これまでに田口教授らはSTINGがDNA刺激後にゴルジ体へ移行し、ゴルジ体でSTINGがパルミトイル化を受けることが下流シグナルの活性化に必要であることを見出していた。このパルミトイル化は、STINGのシステイン残基(Cys)の88番と91番に起こることも明らかにしている。しかし、STINGのパルミトイル化を制御する分子機構に関しては不明な点が多く残されていた。

今回の研究では、炎症応答時にニトロ化不飽和脂肪酸が産生されること、このニトロ化不飽和脂肪酸はSTINGのCys88、Cys91に共有結合することでパルミトイル化を直接阻害する能力があることを示した。

まず、マウス個体を用いたヘルペスウイルス感染実験により、感染後、マウス血漿中にニトロ化不飽和脂肪酸が検出されてくることを見出した。このニトロ化不飽和脂肪酸を細胞培地に添加すると、DNA刺激によるSTING経路の活性化が顕著に抑制されることが分かった。この分子機構を解析した結果、ニトロ化不飽和脂肪酸がSTINGのCys88、Cys91に共有結合していることが明らかとなり、ニトロ化不飽和脂肪酸はSTINGのパルミトイル化を阻害していることが示唆された。
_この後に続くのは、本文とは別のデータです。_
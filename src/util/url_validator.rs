use thiserror::Error;
use url::Url;

/// Errors that can occur during URL validation.
#[derive(Error, Debug)]
pub enum UrlValidationError {
    /// The URL string could not be parsed.
    #[error("Invalid URL: {0}")]
    InvalidUrl(#[from] url::ParseError),
    /// The URL uses a scheme other than http or https.
    #[error("Unsupported scheme: {0} (only http/https allowed)")]
    UnsupportedScheme(String),
    /// The URL has no host component.
    #[error("URL has no host")]
    MissingHost,
    /// The URL embeds credentials (`user:pass@host`).
    #[error("Credentials in URL are not allowed")]
    EmbeddedCredentials,
}

/// Validates a backend (or proxy target) base URL.
///
/// Backends commonly run on localhost or a private network, so unlike
/// [`validate_url_for_open`] this accepts any host. It still rejects
/// non-HTTP(S) schemes, host-less URLs and embedded credentials.
///
/// # Examples
///
/// ```
/// use feedboard::util::validate_backend_url;
///
/// assert!(validate_backend_url("http://localhost:1300").is_ok());
/// assert!(validate_backend_url("file:///etc/passwd").is_err());
/// ```
pub fn validate_backend_url(url_str: &str) -> Result<Url, UrlValidationError> {
    let url = Url::parse(url_str)?;

    match url.scheme() {
        "http" | "https" => {}
        scheme => return Err(UrlValidationError::UnsupportedScheme(scheme.to_owned())),
    }

    if url.host_str().map_or(true, str::is_empty) {
        return Err(UrlValidationError::MissingHost);
    }

    if !url.username().is_empty() || url.password().is_some() {
        return Err(UrlValidationError::EmbeddedCredentials);
    }

    Ok(url)
}

/// Validates an item link before handing it to the system browser.
///
/// Item links come from scraped content, so only plain http(s) URLs with a
/// host are opened.
pub fn validate_url_for_open(url_str: &str) -> Result<Url, UrlValidationError> {
    let url = Url::parse(url_str.trim())?;
    match url.scheme() {
        "http" | "https" => {}
        scheme => return Err(UrlValidationError::UnsupportedScheme(scheme.to_owned())),
    }
    if url.host_str().is_none() {
        return Err(UrlValidationError::MissingHost);
    }
    Ok(url)
}

#[cfg(test)]
mod tests {
    use super::*;

    #[test]
    fn test_local_backends_accepted() {
        assert!(validate_backend_url("http://localhost:1300").is_ok());
        assert!(validate_backend_url("http://127.0.0.1:1300/api").is_ok());
        assert!(validate_backend_url("http://192.168.1.10:1300").is_ok());
        assert!(validate_backend_url("https://feeds.example.com").is_ok());
    }

    #[test]
    fn test_invalid_schemes() {
        assert!(matches!(
            validate_backend_url("file:///etc/passwd"),
            Err(UrlValidationError::UnsupportedScheme(_))
        ));
        assert!(validate_backend_url("ftp://example.com").is_err());
        assert!(validate_url_for_open("javascript:alert(1)").is_err());
    }

    #[test]
    fn test_garbage_rejected() {
        assert!(matches!(
            validate_backend_url("not a url"),
            Err(UrlValidationError::InvalidUrl(_))
        ));
    }

    #[test]
    fn test_credentials_rejected() {
        assert!(matches!(
            validate_backend_url("http://user:pw@localhost:1300"),
            Err(UrlValidationError::EmbeddedCredentials)
        ));
    }

    #[test]
    fn test_open_trims_whitespace() {
        let url = validate_url_for_open("  https://example.com/post \n").unwrap();
        assert_eq!(url.host_str(), Some("example.com"));
    }
}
STING の点変異により恒常的にI型インターフェロン産生が亢進する自己炎症性疾患(STING -associated vasculopathy with onset in infancy)患者由来の細胞に、ニトロ化不飽和脂肪酸を添加することで、STING 下流シグナルの活性化が抑制できることも見出した。

STINGを介した炎症応答は、病原体感染時のみならず、自己免疫疾患/がん/老化/紫外線暴露時など、様々な局面での炎症反応に関与することが明らかとなってきている。今回の結果から、ニトロ化不飽和脂肪酸はSTINGを介する炎症性疾患に対する治療薬の開発に繋がることが期待される。